===== STORED DATA

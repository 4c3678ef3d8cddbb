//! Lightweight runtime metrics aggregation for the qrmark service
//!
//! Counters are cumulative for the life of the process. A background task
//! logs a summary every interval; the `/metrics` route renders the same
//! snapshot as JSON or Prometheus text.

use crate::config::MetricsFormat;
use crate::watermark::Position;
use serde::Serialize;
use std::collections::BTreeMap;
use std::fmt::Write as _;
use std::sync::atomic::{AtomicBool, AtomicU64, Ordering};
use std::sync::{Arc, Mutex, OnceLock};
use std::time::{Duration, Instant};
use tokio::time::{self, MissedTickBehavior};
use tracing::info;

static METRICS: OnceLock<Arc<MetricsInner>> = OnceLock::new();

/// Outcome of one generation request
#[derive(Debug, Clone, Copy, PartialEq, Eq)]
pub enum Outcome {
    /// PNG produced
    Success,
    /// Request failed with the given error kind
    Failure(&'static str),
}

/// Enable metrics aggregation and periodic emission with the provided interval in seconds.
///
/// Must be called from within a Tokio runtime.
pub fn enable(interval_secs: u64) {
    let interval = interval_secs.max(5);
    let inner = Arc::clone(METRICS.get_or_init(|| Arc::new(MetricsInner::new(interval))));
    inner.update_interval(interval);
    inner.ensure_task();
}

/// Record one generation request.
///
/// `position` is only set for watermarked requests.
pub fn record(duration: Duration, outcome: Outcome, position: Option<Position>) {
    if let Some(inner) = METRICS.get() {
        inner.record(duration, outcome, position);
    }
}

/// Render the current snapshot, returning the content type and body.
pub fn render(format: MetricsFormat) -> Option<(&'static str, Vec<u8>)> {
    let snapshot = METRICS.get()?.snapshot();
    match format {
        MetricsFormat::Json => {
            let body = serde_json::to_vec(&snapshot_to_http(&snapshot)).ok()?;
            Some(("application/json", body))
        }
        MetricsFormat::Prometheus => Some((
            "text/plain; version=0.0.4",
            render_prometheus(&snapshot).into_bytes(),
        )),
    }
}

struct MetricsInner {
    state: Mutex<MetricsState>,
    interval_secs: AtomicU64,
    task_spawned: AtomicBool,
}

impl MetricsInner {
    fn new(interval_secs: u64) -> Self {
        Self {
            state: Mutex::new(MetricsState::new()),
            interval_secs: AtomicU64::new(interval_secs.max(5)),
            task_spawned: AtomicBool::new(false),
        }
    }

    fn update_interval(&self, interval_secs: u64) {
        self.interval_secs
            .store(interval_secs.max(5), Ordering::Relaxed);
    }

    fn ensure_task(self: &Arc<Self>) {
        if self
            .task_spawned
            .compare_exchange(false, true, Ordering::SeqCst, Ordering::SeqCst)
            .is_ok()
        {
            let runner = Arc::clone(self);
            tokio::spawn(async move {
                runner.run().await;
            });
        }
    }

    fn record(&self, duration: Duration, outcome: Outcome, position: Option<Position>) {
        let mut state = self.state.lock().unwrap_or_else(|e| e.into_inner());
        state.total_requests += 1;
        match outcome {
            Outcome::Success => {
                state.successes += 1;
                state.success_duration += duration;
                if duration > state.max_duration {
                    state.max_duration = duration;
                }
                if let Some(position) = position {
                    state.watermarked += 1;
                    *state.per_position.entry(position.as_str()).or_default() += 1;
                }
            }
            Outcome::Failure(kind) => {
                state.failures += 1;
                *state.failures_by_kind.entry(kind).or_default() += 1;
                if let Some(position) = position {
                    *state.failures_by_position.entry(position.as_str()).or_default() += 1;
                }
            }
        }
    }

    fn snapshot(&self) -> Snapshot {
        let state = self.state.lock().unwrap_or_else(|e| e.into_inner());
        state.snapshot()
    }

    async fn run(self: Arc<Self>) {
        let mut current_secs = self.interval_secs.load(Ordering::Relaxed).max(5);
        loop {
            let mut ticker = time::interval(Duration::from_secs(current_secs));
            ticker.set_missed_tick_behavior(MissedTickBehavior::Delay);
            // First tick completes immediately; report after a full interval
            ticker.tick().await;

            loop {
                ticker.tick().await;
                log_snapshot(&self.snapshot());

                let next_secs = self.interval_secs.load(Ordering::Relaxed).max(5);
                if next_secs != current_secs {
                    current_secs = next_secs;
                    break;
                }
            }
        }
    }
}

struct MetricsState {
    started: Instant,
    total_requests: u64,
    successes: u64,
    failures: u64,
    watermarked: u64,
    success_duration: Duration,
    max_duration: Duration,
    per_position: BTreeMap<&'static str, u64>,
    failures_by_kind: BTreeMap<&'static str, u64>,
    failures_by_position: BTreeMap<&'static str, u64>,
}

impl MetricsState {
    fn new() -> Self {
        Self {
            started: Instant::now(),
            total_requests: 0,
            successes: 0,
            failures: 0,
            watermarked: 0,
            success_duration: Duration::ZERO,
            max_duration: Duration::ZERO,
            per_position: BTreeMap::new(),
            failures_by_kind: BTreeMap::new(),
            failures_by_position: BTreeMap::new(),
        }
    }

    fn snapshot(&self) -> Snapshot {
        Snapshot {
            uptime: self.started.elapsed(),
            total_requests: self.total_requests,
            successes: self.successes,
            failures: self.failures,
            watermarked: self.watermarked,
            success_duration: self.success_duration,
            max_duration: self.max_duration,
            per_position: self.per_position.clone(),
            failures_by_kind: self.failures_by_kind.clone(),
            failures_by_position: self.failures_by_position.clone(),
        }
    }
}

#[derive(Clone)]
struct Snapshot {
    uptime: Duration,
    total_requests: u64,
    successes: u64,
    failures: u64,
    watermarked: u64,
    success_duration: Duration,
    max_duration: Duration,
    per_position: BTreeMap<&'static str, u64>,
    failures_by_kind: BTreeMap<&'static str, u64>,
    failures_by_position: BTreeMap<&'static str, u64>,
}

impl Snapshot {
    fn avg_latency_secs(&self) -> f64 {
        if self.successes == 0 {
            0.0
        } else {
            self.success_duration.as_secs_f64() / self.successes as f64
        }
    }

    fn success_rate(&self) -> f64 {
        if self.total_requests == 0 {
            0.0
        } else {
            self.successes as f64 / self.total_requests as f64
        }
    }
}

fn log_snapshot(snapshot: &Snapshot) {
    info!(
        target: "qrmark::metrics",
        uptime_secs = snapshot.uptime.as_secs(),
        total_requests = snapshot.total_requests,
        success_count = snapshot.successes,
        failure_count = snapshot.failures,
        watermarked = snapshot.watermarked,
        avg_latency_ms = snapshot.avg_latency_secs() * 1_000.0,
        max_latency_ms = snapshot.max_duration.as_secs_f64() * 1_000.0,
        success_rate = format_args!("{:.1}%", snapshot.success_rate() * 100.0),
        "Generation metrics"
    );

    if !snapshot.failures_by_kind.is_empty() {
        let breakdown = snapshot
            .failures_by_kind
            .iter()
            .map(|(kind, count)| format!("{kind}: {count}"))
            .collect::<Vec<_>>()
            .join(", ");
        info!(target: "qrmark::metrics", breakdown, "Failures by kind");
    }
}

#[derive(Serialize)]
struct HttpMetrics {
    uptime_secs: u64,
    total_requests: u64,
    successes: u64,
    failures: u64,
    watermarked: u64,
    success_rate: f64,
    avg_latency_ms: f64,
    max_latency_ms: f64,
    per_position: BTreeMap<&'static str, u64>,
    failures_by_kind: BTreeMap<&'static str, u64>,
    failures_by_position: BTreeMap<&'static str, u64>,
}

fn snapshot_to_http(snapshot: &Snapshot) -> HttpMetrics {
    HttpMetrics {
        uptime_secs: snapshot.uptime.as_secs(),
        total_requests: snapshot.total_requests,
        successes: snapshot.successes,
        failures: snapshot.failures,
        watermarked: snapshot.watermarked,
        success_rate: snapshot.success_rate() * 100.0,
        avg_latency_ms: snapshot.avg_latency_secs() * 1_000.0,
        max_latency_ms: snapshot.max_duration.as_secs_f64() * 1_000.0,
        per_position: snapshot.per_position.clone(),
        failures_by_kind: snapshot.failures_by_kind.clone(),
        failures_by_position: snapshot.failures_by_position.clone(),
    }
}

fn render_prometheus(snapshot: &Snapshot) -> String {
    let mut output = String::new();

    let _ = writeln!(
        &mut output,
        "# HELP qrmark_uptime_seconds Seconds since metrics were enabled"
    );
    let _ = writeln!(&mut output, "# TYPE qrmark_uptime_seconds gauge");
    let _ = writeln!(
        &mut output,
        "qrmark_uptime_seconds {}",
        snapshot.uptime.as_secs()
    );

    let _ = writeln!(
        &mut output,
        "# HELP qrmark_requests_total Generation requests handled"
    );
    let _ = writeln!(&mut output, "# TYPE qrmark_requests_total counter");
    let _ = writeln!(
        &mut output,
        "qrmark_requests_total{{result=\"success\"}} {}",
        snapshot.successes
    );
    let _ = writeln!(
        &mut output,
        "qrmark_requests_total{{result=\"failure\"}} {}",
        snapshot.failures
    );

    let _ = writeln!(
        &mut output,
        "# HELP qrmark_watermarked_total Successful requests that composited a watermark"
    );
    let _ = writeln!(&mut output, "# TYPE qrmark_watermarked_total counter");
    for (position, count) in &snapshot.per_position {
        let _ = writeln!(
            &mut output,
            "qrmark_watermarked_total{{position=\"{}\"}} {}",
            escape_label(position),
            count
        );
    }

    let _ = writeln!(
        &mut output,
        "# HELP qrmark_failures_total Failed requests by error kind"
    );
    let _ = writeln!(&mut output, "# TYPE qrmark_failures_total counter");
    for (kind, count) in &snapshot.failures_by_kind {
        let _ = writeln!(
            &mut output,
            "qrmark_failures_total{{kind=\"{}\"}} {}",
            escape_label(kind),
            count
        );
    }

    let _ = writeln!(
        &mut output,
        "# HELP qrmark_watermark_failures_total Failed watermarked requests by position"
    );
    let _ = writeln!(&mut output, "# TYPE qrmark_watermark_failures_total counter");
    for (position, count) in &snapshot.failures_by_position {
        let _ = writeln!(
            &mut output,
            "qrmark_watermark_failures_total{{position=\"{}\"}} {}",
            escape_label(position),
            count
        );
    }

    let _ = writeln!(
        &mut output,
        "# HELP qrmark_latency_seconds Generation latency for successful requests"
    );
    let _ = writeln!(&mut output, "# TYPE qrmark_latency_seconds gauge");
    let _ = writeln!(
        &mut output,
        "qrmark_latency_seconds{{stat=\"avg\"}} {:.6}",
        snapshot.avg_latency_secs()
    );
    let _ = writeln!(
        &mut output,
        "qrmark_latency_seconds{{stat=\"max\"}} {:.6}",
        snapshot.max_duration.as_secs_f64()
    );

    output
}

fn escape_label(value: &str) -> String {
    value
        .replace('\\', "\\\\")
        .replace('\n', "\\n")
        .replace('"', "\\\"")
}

==========
===== STORED DATA

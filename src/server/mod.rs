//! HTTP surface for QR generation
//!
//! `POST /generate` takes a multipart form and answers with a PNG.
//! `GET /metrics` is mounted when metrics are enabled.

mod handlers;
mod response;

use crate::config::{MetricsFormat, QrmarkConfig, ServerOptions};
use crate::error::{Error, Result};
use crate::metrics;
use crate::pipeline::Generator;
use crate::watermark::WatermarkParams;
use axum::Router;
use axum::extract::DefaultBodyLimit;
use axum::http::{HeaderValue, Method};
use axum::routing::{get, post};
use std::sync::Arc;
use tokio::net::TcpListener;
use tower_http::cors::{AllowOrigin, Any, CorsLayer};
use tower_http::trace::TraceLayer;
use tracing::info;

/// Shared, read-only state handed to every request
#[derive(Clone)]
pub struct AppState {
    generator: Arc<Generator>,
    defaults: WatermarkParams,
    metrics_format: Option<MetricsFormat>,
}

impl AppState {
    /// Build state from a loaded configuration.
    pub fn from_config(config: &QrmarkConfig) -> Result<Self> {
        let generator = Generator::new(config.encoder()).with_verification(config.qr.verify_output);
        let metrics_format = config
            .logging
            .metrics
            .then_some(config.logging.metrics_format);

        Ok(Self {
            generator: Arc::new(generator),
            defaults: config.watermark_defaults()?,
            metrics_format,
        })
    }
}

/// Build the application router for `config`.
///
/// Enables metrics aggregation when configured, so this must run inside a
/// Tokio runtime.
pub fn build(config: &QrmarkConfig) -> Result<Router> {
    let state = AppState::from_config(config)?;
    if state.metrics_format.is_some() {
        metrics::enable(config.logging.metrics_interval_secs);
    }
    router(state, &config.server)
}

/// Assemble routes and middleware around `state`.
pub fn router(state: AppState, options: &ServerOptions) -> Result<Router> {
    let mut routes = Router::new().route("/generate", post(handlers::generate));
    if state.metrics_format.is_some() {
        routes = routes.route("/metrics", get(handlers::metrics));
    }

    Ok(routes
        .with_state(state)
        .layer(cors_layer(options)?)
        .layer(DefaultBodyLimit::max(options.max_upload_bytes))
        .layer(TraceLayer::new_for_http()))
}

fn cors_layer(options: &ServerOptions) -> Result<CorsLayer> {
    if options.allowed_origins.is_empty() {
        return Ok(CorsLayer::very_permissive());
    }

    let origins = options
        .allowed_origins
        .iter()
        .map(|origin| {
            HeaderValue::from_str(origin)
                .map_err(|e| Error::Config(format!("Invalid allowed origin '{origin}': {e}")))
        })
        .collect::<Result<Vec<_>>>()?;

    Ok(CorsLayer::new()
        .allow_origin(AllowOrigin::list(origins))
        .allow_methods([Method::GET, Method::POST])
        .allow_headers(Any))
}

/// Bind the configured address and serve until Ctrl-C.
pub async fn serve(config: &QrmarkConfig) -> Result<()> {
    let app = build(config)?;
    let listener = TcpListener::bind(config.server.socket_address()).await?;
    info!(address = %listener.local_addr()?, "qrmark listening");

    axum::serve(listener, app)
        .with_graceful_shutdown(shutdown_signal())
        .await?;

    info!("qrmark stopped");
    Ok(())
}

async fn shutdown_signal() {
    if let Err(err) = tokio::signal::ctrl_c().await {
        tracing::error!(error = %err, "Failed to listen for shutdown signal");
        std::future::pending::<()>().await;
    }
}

==========

→ **REQUIREMENT**
What is wanted is one number: how many lines in the listing hold the string "MetricsFormat".

→ **YOUR SOLUTION**
6